Satu di antara mahasiswa itu adalah Yusuf Akhmad. Dia punya kepentingan ilmiah, mewawancarai Sultan sebagai narasumber bagi skripsinya yang berjudul "Peran Sri Sultan HB X dalam Pengarusutamaan Gender". Wawancara itu berlangsung sekitar satu jam dalam suasana akrab, ditemani cemilan bolu, timus, dan kacang goreng serta teh hangat.
Sultan, sambil mengisap rokok, menjawab pertanyaan dengan lancar dan tegas. "Setiap sultan berhak melakukan perubahan," begitu jawaban diplomatisnya atas pertanyaan penting seputar tradisi keraton. Lantas Sultan menyebutkan beberapa contoh perubahan dalam keraton. Mulai soal tari dan upacara, penataan organisasi, hingga penempatan kerabat perempuan dalam institusi keraton.

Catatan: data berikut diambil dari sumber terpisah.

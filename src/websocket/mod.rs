//! WebSocket Real-Time Streaming
//!
//! Pushes live telemetry to dashboard viewers.
//!
//! ## Architecture
//!
//! - **ConnectionHub**: Registry of active viewers and fan-out
//! - **Handler**: WebSocket upgrade and per-connection read/write tasks
//! - **Messages**: Client and server message formats
//!
//! ## Protocol
//!
//! Viewers connect to `/ws`. The server first sends
//! `{"type": "hello", "latest": {...}}` with the current snapshot, then one
//! `{"type": "telemetry", "topic", "payload", "latest"}` per ingested broker
//! message. A `{"type": "ping"}` from the client is answered with
//! `{"type": "pong"}`.
//!
//! ## Example
//!
//! ```javascript
//! const ws = new WebSocket('ws://localhost:3001/ws');
//!
//! ws.onmessage = (event) => {
//!   const msg = JSON.parse(event.data);
//!   if (msg.type === 'telemetry') render(msg.latest);
//! };
//! ```

mod handler;
mod hub;
mod messages;

pub use handler::websocket_handler;
pub use hub::{ConnectionHandle, ConnectionHub, ConnectionId, HubConfig, HubError, HubGuard};
pub use messages::{ClientMessage, ServerMessage};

Namun, ia menambahkan, perubahan tradisi itu tidak bisa meninggalkan fondasi filosofi keraton, terutama berkaitan dengan aspek spiritualitas. "Pejabat keraton tidak hanya laki-laki. Anak-anak saya (yang semuanya perempuan --Red.) juga menjabat di keraton. Saya juga bisa ngepel, apalagi cuma beres-beres tempat tidur," ujar Sri Sultan HB X sembari tersenyum.
Intinya, isu patriarki dalam Keraton Yogyakarta, menurut Sultan, adalah masa lalu. Jauh ketika wacana kesetaraan gender belum muncul. Jadi, tidak masalah perempuan jadi raja di Keraton Yogyakarta? Yusuf akhirnya melontarkan juga pertanyaan itu.

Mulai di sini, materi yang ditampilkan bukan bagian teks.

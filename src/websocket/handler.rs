//! WebSocket Handler
//!
//! Handles WebSocket upgrade requests and manages the connection lifecycle.

use axum::{
    extract::{
        ws::{Message, WebSocket, WebSocketUpgrade},
        State,
    },
    response::Response,
};
use futures_util::{SinkExt, StreamExt};
use std::sync::Arc;
use std::time::Duration;

use super::hub::ConnectionHub;
use super::messages::{ClientMessage, ServerMessage};
use crate::api::AppState;
use crate::store::MetricStore;

/// WebSocket upgrade handler
///
/// This is the entry point for WebSocket connections.
/// It upgrades the HTTP connection to WebSocket and starts message handling.
pub async fn websocket_handler(
    ws: WebSocketUpgrade,
    State(state): State<Arc<AppState>>,
) -> Response {
    let hub = Arc::clone(&state.ws_hub);
    let store = Arc::clone(&state.store);
    ws.on_upgrade(move |socket| handle_socket(socket, hub, store))
}

/// Handle an established WebSocket connection
async fn handle_socket(socket: WebSocket, hub: Arc<ConnectionHub>, store: Arc<MetricStore>) {
    let (mut sender, mut receiver) = socket.split();

    let (tx, mut rx) = hub.channel();

    let connection_id = match hub.register_viewer(&store, tx).await {
        Ok(id) => id,
        Err(e) => {
            tracing::error!(error = %e, "Failed to register WebSocket connection");
            let error_msg = ServerMessage::Error {
                message: e.to_string(),
            };
            if let Ok(text) = serde_json::to_string(&error_msg) {
                let _ = sender.send(Message::Text(text)).await;
            }
            let _ = sender.close().await;
            return;
        }
    };

    let send_timeout = Duration::from_millis(hub.config().send_timeout_ms);
    let conn_id_for_send = connection_id.clone();

    // Task to forward messages from the queue to the WebSocket
    let mut send_task = tokio::spawn(async move {
        while let Some(msg) = rx.recv().await {
            let text = match serde_json::to_string(&msg) {
                Ok(text) => text,
                Err(e) => {
                    tracing::error!(error = %e, "Failed to serialize message");
                    continue;
                }
            };

            match tokio::time::timeout(send_timeout, sender.send(Message::Text(text))).await {
                Ok(Ok(())) => {}
                Ok(Err(e)) => {
                    tracing::debug!(
                        connection_id = %conn_id_for_send,
                        error = %e,
                        "WebSocket send failed, closing connection"
                    );
                    break;
                }
                Err(_) => {
                    tracing::warn!(
                        connection_id = %conn_id_for_send,
                        timeout = ?send_timeout,
                        "WebSocket send timed out, closing connection"
                    );
                    break;
                }
            }
        }
    });

    let hub_for_recv = Arc::clone(&hub);
    let conn_id_for_recv = connection_id.clone();

    // Task to receive messages from the WebSocket and handle them
    let mut recv_task = tokio::spawn(async move {
        while let Some(result) = receiver.next().await {
            match result {
                Ok(msg) => {
                    if !handle_ws_message(&hub_for_recv, &conn_id_for_recv, msg).await {
                        break;
                    }
                }
                Err(e) => {
                    tracing::debug!(
                        connection_id = %conn_id_for_recv,
                        error = %e,
                        "WebSocket receive error"
                    );
                    break;
                }
            }
        }
    });

    // Wait for either task to complete
    tokio::select! {
        _ = &mut send_task => {
            recv_task.abort();
        }
        _ = &mut recv_task => {
            send_task.abort();
        }
    }

    hub.unregister(&connection_id).await;
}

/// Handle a received WebSocket message
///
/// Returns false if the connection should be closed.
async fn handle_ws_message(hub: &ConnectionHub, connection_id: &str, message: Message) -> bool {
    match message {
        Message::Text(text) => {
            match serde_json::from_str::<ClientMessage>(&text) {
                Ok(ClientMessage::Ping) => {
                    let _ = hub.send_to(connection_id, ServerMessage::Pong).await;
                }
                Err(e) => {
                    tracing::debug!(
                        connection_id = %connection_id,
                        error = %e,
                        text = %text,
                        "Invalid client message"
                    );
                    // Keep the connection open
                    let error_msg = ServerMessage::Error {
                        message: format!("Invalid message format: {}", e),
                    };
                    let _ = hub.send_to(connection_id, error_msg).await;
                }
            }
            true
        }
        Message::Binary(_) => {
            let error_msg = ServerMessage::Error {
                message: "Binary messages not supported".to_string(),
            };
            let _ = hub.send_to(connection_id, error_msg).await;
            true
        }
        // Axum answers pings itself
        Message::Ping(_) | Message::Pong(_) => true,
        Message::Close(_) => {
            tracing::debug!(connection_id = %connection_id, "Client requested close");
            false
        }
    }
}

"Ya, tidak ada masalah. Tapi itu tergantung masyarakat mau mengubah tradisi atau tidak. Masyarakat sendiri dong yang harus menilai. Jangan saya," papar Sultan, sebagaimana diceritakan kembali oleh Yusuf kepada Gatra.
Sultan mewanti-wanti bahwa "terobosan administrasi" keraton semacam itu sebaiknya dilakukan dengan mempertimbangkan aspirasi masyarakat. Juga keterbukaan pihak keraton dalam menyikapi isu suksesi. "Saudara saya laki-laki ada. Anak saya perempuan ada. Terserah masyarakat," katanya, lugas.
Sepekan setelah wawancara itu, tepatnya Rabu 12 Mei, materi pembicaraan Sultan dengan tiga mahasiswa Fisipol UGM itu dipublikasikan dalam website Pemerintah Provinsi DIY dengan tajuk "Gender dalam Pandangan Sultan". Seperti bensin menyambar api, materi itu jadi berita hangat. Sejumlah koran lokal menjadikannya sebagai headline dengan memuat juga pendapat beberapa pejabat keraton.
Di kalangan jurnalis kepatihan dan keraton, sebetulnya wacana itu sudah beredar sebelum publikasi via website tadi. Namun mereka tak berani "menurunkannya" sebagai berita. "Soalnya sensitif," kata seorang jurnalis harian di Yogyakarta.
Istri Sultan, GKR Hemas, mengemukakan bahwa pernyataan Sultan soal suksesi raja perempuan itu merupakan bentuk keikutsertaan keraton pada perkembangan di masyarakat. Menurut Hemas, untuk mengetahui respons masyarakat, tidak harus melalui polling, referendum, atau pisowanan. Karena keputusan akhir tetap ada pada Sultan. "Beliau sendiri (yang memutuskan), bukan siapa-siapa," katanya.
Hemas juga menyebutkan bahwa wacana itu sudah dibahas secara internal di keluarga keraton. Respons kerabat pun baik. "Nggak masalah. Saya kira sudah (dibahas). Bukan hanya dengan adik-adik Sultan (yang laki-laki), tapi kerabat yang lain. Kerabat kan tidak hanya adik-adiknya," paparnya.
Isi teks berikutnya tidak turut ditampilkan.